⟨
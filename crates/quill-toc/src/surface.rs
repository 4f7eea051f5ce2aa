//! Page geometry seams.
//!
//! The TOC logic never touches a document directly. It reads headings and
//! measurements through [`PageSurface`] and drives the side navigation
//! through [`NavPanel`].

use crate::hierarchy::NodeId;
use crate::nav::TocNav;

/// Vertical extent of an element, relative to the viewport.
#[derive(Clone, Copy, Debug, Default, PartialEq)]
pub struct Rect {
    pub top: f64,
    pub bottom: f64,
}

impl Rect {
    #[must_use]
    pub fn new(top: f64, bottom: f64) -> Self {
        Self { top, bottom }
    }

    #[must_use]
    pub fn height(&self) -> f64 {
        self.bottom - self.top
    }

    /// Returns `true` if `other` lies entirely inside `self`.
    #[must_use]
    pub fn contains(&self, other: Rect) -> bool {
        other.top >= self.top && other.bottom <= self.bottom
    }
}

/// Opaque handle of a heading element on a page.
#[derive(Clone, Copy, Debug, PartialEq, Eq, PartialOrd, Ord, Hash)]
pub struct HeadingKey(pub usize);

/// A heading element of the main content region.
#[derive(Clone, Debug, PartialEq, Eq)]
pub struct HeadingElement {
    pub key: HeadingKey,
    /// Level 2 to 6.
    pub level: u8,
    /// Text content.
    pub text: String,
    /// Element id; may be empty.
    pub id: String,
    /// Raw inner markup.
    pub inner_html: String,
    /// Carries the `omit-toc` attribute.
    pub omit_attr: bool,
}

impl HeadingElement {
    /// Returns `true` if the author opted this heading out of the TOC.
    #[must_use]
    pub fn is_omitted(&self) -> bool {
        self.omit_attr
            || self.inner_html.contains("omit-toc")
            || self.inner_html.contains("omit-from-toc")
    }
}

/// Read access to a rendered page.
pub trait PageSurface {
    type Panel: NavPanel;

    /// Bounds of the page header, or `None` if the page has none.
    fn header(&self) -> Option<Rect>;

    /// Level 2-6 headings of the main region in document order, or `None`
    /// if there is no main region.
    fn main_headings(&self) -> Option<Vec<HeadingElement>>;

    fn side_nav(&self) -> Option<&Self::Panel>;

    fn side_nav_mut(&mut self) -> Option<&mut Self::Panel>;

    /// Current bounds of a heading.
    fn heading_rect(&self, key: HeadingKey) -> Option<Rect>;

    /// Current vertical scroll offset of the page.
    fn scroll_y(&self) -> f64;

    /// Total scrollable height of the page.
    fn scroll_height(&self) -> f64;

    fn viewport_height(&self) -> f64;
}

/// The side navigation container holding the TOC.
pub trait NavPanel {
    /// Visible region of the panel.
    fn rect(&self) -> Rect;

    /// Current bounds of the link for `node`, if mounted.
    fn link_rect(&self, node: NodeId) -> Option<Rect>;

    fn scroll_top(&self) -> f64;

    /// Smooth-scroll the panel content to `top`.
    fn scroll_to(&mut self, top: f64);

    /// Insert the TOC, replacing any previous one.
    fn mount(&mut self, nav: &TocNav);

    /// Apply the current active marks of `nav` to the mounted TOC.
    fn refresh(&mut self, nav: &TocNav);

    /// Remove a mounted TOC.
    fn unmount(&mut self);
}
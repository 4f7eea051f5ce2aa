//! Frontmatter records and document metadata for Quill.
//!
//! This crate provides:
//! - [`Frontmatter`]: the YAML record extracted from the top of a document
//! - [`Frontmatter::validate`]: strict schema checks with defaults
//! - [`resolve`]: slug, date and social-tag resolution into [`DocumentMetadata`]
//!
//! Extraction itself (finding the block and caching the parsed record) is
//! done by `quill-renderer` during a render pass.
//!
//! # Example
//!
//! ```
//! use chrono::Utc;
//! use quill_meta::{DocumentSource, Frontmatter, SiteDefaults, resolve};
//!
//! let fm = Frontmatter::from_yaml("title: Intro\ndescription: Start here\n").unwrap();
//! let source = DocumentSource {
//!     path: "guides/intro.md",
//!     modified: Utc::now(),
//!     external: false,
//! };
//!
//! let meta = resolve(Some(fm), &source, &SiteDefaults::default()).unwrap();
//! assert_eq!(meta.slug, "/docs/guides/intro");
//! assert_eq!(meta.excerpt, "Start here");
//! ```

mod date;
mod error;
mod frontmatter;
mod resolve;

pub use error::MetadataError;
pub use frontmatter::{
    CacheOptions, CacheSetting, DEFAULT_LAYOUT, Frontmatter, Redirect, SchemaViolation,
    SeoOverrides,
};
pub use resolve::{DocumentMetadata, DocumentSource, PageMeta, SiteDefaults, resolve};
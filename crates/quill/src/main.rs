//! Quill CLI.
//!
//! Provides commands for:
//! - `render`: Render a markdown document to HTML
//! - `meta`: Print a document's resolved metadata as JSON
//! - `toc`: Print the table of contents for a document

mod commands;
mod error;
mod output;

use clap::{Parser, Subcommand};
use tracing_subscriber::EnvFilter;

use commands::{MetaArgs, RenderArgs, TocArgs};
use output::Output;

/// Quill - markdown documentation renderer.
#[derive(Parser)]
#[command(name = "quill", version, about)]
struct Cli {
    /// Log at INFO level (otherwise RUST_LOG decides).
    #[arg(short, long, global = true)]
    verbose: bool,

    #[command(subcommand)]
    command: Commands,
}

#[derive(Subcommand)]
enum Commands {
    /// Render a markdown document to HTML.
    Render(RenderArgs),
    /// Print resolved document metadata as JSON.
    Meta(MetaArgs),
    /// Print the table of contents as JSON.
    Toc(TocArgs),
}

fn main() {
    let cli = Cli::parse();
    let output = Output::new();

    let filter = if cli.verbose {
        EnvFilter::new("info")
    } else {
        EnvFilter::from_default_env()
    };
    tracing_subscriber::fmt()
        .with_env_filter(filter)
        .with_writer(std::io::stderr)
        .init();

    let result = match cli.command {
        Commands::Render(args) => args.execute(&output),
        Commands::Meta(args) => args.execute(&output),
        Commands::Toc(args) => args.execute(&output),
    };

    if let Err(err) = result {
        output.error(&format!("Error: {err}"));
        std::process::exit(1);
    }
}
⟩
**Exercise**.
The answer should be one number: how many lines in the data contain the word "SiteDefaults".

**Task response**.
3